Re: pg_dump directory archive format / parallel pg_dump

From: Heikki Linnakangas <heikki(dot)linnakangas(at)enterprisedb(dot)com>
To: Joachim Wieland <joe(at)mcknight(dot)de>
Cc: Jaime Casanova <jaime(at)2ndquadrant(dot)com>, pgsql-hackers <pgsql-hackers(at)postgresql(dot)org>
Subject: Re: pg_dump directory archive format / parallel pg_dump
Date: 2011-01-19 12:47:12
Message-ID: 4D36DD50.7090804@enterprisedb.com
Views: Raw Message | Whole Thread | Download mbox | Resend email
Thread:
Lists: pgsql-hackers

On 19.01.2011 07:45, Joachim Wieland wrote:
> On Mon, Jan 17, 2011 at 5:38 PM, Jaime Casanova<jaime(at)2ndquadrant(dot)com> wrote:
>> This one is the last version of this patch? if so, commitfest app
>> should be updated to reflect that
>
> Here are the latest patches all of them also rebased to current HEAD.
> Will update the commitfest app as well.

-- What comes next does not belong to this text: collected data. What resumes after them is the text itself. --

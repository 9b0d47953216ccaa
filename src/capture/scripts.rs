//! JavaScript snippets behind the default [`BrowserDriver`] methods
//!
//! Every snippet takes the target selector as `arguments[0]` (`null` for the
//! page) and returns either a JSON array of numbers, a boolean, or `null`
//! when the selector matches nothing.
//!
//! [`BrowserDriver`]: super::BrowserDriver

use serde_json::Value;

use super::ScrollTarget;
use crate::error::{CaptureError, CaptureResult};

/// Scrolls the page or an element to `(arguments[1], arguments[2])`
pub const SCROLL_TO: &str = r#"
var target = arguments[0] === null ? null : document.querySelector(arguments[0]);
if (arguments[0] !== null && !target) { return false; }
if (target) {
    target.scrollLeft = arguments[1];
    target.scrollTop = arguments[2];
} else {
    window.scrollTo(arguments[1], arguments[2]);
}
return true;
"#;

/// Returns `[scrollX, scrollY]` of the page or an element
pub const CURRENT_SCROLL: &str = r#"
if (arguments[0] === null) {
    return [window.pageXOffset || document.documentElement.scrollLeft,
            window.pageYOffset || document.documentElement.scrollTop];
}
var el = document.querySelector(arguments[0]);
return el ? [el.scrollLeft, el.scrollTop] : null;
"#;

/// Returns `[x, y, width, height]` of the scrolled viewport in viewport
/// coordinates: the document client area for the page, the client box for
/// an element
pub const MEASURE_VIEWPORT: &str = r#"
if (arguments[0] === null) {
    var root = document.documentElement;
    return [0, 0, root.clientWidth || window.innerWidth, root.clientHeight || window.innerHeight];
}
var el = document.querySelector(arguments[0]);
if (!el) { return null; }
var r = el.getBoundingClientRect();
return [r.left + el.clientLeft, r.top + el.clientTop, el.clientWidth, el.clientHeight];
"#;

/// Returns `[scrollWidth, scrollHeight]` of the page or an element
pub const MEASURE_CONTENT: &str = r#"
if (arguments[0] === null) {
    var root = document.documentElement, body = document.body || root;
    return [Math.max(root.scrollWidth, body.scrollWidth, root.clientWidth),
            Math.max(root.scrollHeight, body.scrollHeight, root.clientHeight)];
}
var el = document.querySelector(arguments[0]);
return el ? [el.scrollWidth, el.scrollHeight] : null;
"#;

/// Returns `window.devicePixelRatio`
pub const DEVICE_PIXEL_RATIO: &str = "return window.devicePixelRatio || 1;";

/// Returns `[x, y, width, height]` of an element's border box in page
/// coordinates
pub const LOCATE: &str = r#"
var el = document.querySelector(arguments[0]);
if (!el) { return null; }
var r = el.getBoundingClientRect();
return [r.left + window.pageXOffset, r.top + window.pageYOffset, r.width, r.height];
"#;

/// Scrolls an element into view with `block: arguments[1]`
pub const SCROLL_INTO_VIEW: &str = r#"
var el = document.querySelector(arguments[0]);
if (!el) { return false; }
el.scrollIntoView({block: arguments[1], inline: 'nearest'});
return true;
"#;

/// Wraps a wait-condition expression so it evaluates to a boolean
pub fn wait_condition(expression: &str) -> String {
    format!("return !!({expression});")
}

/// First script argument for a scroll target
pub fn target_arg(target: &ScrollTarget) -> Value {
    match target {
        ScrollTarget::Page => Value::Null,
        ScrollTarget::Element(selector) => Value::String(selector.clone()),
    }
}

/// Reads a JSON array of exactly `N` numbers
///
/// `null` means the selector matched nothing and yields `Ok(None)`.
pub fn numbers<const N: usize>(value: &Value, what: &str) -> CaptureResult<Option<[f64; N]>> {
    if value.is_null() {
        return Ok(None);
    }

    let items = value
        .as_array()
        .filter(|items| items.len() == N)
        .ok_or_else(|| unexpected(what, value))?;

    let mut out = [0.0; N];
    for (slot, item) in out.iter_mut().zip(items) {
        *slot = item.as_f64().ok_or_else(|| unexpected(what, value))?;
    }

    Ok(Some(out))
}

/// Reads a single number
pub fn number(value: &Value, what: &str) -> CaptureResult<f64> {
    value.as_f64().ok_or_else(|| unexpected(what, value))
}

/// JavaScript truthiness of a returned value
pub fn truthy(value: &Value) -> bool {
    match value {
        Value::Null => false,
        Value::Bool(b) => *b,
        Value::Number(n) => n.as_f64().is_some_and(|n| n != 0.0 && !n.is_nan()),
        Value::String(s) => !s.is_empty(),
        Value::Array(_) | Value::Object(_) => true,
    }
}

fn unexpected(what: &str, value: &Value) -> CaptureError {
    CaptureError::ScriptFailed {
        reason: format!("{what} returned an unexpected value: {value}"),
    }
}
//! Scroll planning
//!
//! Computes the scroll offsets needed to cover a scrollable extent with a
//! viewport of fixed size, one axis at a time, and combines two axes into a
//! row-major grid of steps.

use crate::geometry::{ScrollOffset, Size};

/// Plans the scroll offsets for one axis
///
/// The first offset is 0. Each following offset advances by one viewport
/// but never past `total - viewport`, so the last frame sits flush with the
/// far edge of the content and usually overlaps the previous one. Content
/// that fits in the viewport needs exactly one step.
///
/// # Examples
///
/// ```
/// use webshot::capture::scroll::plan_axis;
///
/// assert_eq!(plan_axis(1000, 400), vec![0, 400, 600]);
/// assert_eq!(plan_axis(300, 400), vec![0]);
/// assert_eq!(plan_axis(800, 400), vec![0, 400]);
/// ```
pub fn plan_axis(total: u32, viewport: u32) -> Vec<u32> {
    if total <= viewport || viewport == 0 {
        return vec![0];
    }

    let max_offset = total - viewport;
    let mut offsets = vec![0];
    let mut current = 0u32;

    loop {
        let next = current.saturating_add(viewport).min(max_offset);
        if next == current {
            break;
        }
        offsets.push(next);
        current = next;
    }

    offsets
}

/// Axes along which a capture scrolls
#[derive(Debug, Clone, Copy, PartialEq, Eq)]
pub enum ScrollAxes {
    /// No scrolling; one viewport capture
    None,
    /// Top to bottom
    Vertical,
    /// Left to right
    Horizontal,
    /// Both axes, row-major
    Both,
}

impl ScrollAxes {
    /// Returns `true` if the vertical axis scrolls
    pub fn vertical(self) -> bool {
        matches!(self, ScrollAxes::Vertical | ScrollAxes::Both)
    }

    /// Returns `true` if the horizontal axis scrolls
    pub fn horizontal(self) -> bool {
        matches!(self, ScrollAxes::Horizontal | ScrollAxes::Both)
    }
}

/// Two-axis scroll plan
///
/// Holds the logical offsets for each axis together with the logical extent
/// of the output along each axis. An axis that does not scroll has the
/// single offset 0 and an extent of one viewport.
#[derive(Debug, Clone, PartialEq, Eq)]
pub struct ScrollPlan {
    /// Vertical offsets, ascending
    pub vertical:   Vec<u32>,
    /// Horizontal offsets, ascending
    pub horizontal: Vec<u32>,
    /// Logical size of one viewport
    pub viewport:   Size,
    /// Logical size of the stitched output
    pub extent:     Size,
}

impl ScrollPlan {
    /// Plans a capture of `content` through `viewport` along `axes`
    ///
    /// Content smaller than the viewport along a scrolled axis is captured
    /// at viewport size.
    ///
    /// # Examples
    ///
    /// ```
    /// use webshot::{
    ///     capture::scroll::{ScrollAxes, ScrollPlan},
    ///     geometry::Size,
    /// };
    ///
    /// let plan = ScrollPlan::new(Size::new(800, 600), Size::new(1000, 1500), ScrollAxes::Vertical);
    /// assert_eq!(plan.vertical, vec![0, 600, 900]);
    /// assert_eq!(plan.horizontal, vec![0]);
    /// assert_eq!(plan.extent, Size::new(800, 1500));
    /// ```
    pub fn new(viewport: Size, content: Size, axes: ScrollAxes) -> Self {
        let (vertical, height) = if axes.vertical() {
            (
                plan_axis(content.height, viewport.height),
                content.height.max(viewport.height),
            )
        } else {
            (vec![0], viewport.height)
        };

        let (horizontal, width) = if axes.horizontal() {
            (
                plan_axis(content.width, viewport.width),
                content.width.max(viewport.width),
            )
        } else {
            (vec![0], viewport.width)
        };

        Self {
            vertical,
            horizontal,
            viewport,
            extent: Size::new(width, height),
        }
    }

    /// Total number of captures the plan needs
    pub fn len(&self) -> usize {
        self.vertical.len() * self.horizontal.len()
    }

    /// Returns `true` if the plan has no steps (never the case for plans
    /// built with [`ScrollPlan::new`])
    pub fn is_empty(&self) -> bool {
        self.len() == 0
    }

    /// Returns `true` if a single capture covers the whole extent
    pub fn is_single_step(&self) -> bool {
        self.len() == 1
    }

    /// Iterates the steps row-major: every horizontal offset of a row before
    /// moving down to the next row
    pub fn steps(&self) -> impl Iterator<Item = ScrollOffset> + '_ {
        self.vertical.iter().flat_map(move |&y| {
            self.horizontal
                .iter()
                .map(move |&x| ScrollOffset::new(x, y))
        })
    }
}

What's the idea of storing the file sizes in the toc file? It looks like
it's not used for anything.

It would be nice to have this format match the tar format. At the
moment, there's a couple of cosmetic differences:

* TOC file is called "TOC", instead of "toc.dat"

* blobs TOC file is called "BLOBS.TOC" instead of "blobs.toc"

* each blob is stored as "blobs/<oid>.dat", instead of "blob_<oid>.dat"

The only significant difference is that in the directory archive format,
each data file has a header in the beginning.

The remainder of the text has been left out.